### THE PROBLEM
Pull every line with "post" from the data.

---------- INFORMATION PROVIDED ----------

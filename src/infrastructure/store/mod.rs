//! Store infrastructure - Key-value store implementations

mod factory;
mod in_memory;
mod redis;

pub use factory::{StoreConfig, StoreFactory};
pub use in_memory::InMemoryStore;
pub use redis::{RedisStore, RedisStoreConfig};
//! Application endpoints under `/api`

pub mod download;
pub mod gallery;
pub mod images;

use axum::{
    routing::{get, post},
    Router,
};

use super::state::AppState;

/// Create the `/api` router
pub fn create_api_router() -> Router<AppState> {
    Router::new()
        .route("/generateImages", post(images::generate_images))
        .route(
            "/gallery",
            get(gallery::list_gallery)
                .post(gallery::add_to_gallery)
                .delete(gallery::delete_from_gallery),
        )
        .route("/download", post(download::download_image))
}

----------

### TASK RESPONSE
    routing::{get, post},
        .route("/generateImages", post(images::generate_images))
                .post(gallery::add_to_gallery)
        .route("/download", post(download::download_image))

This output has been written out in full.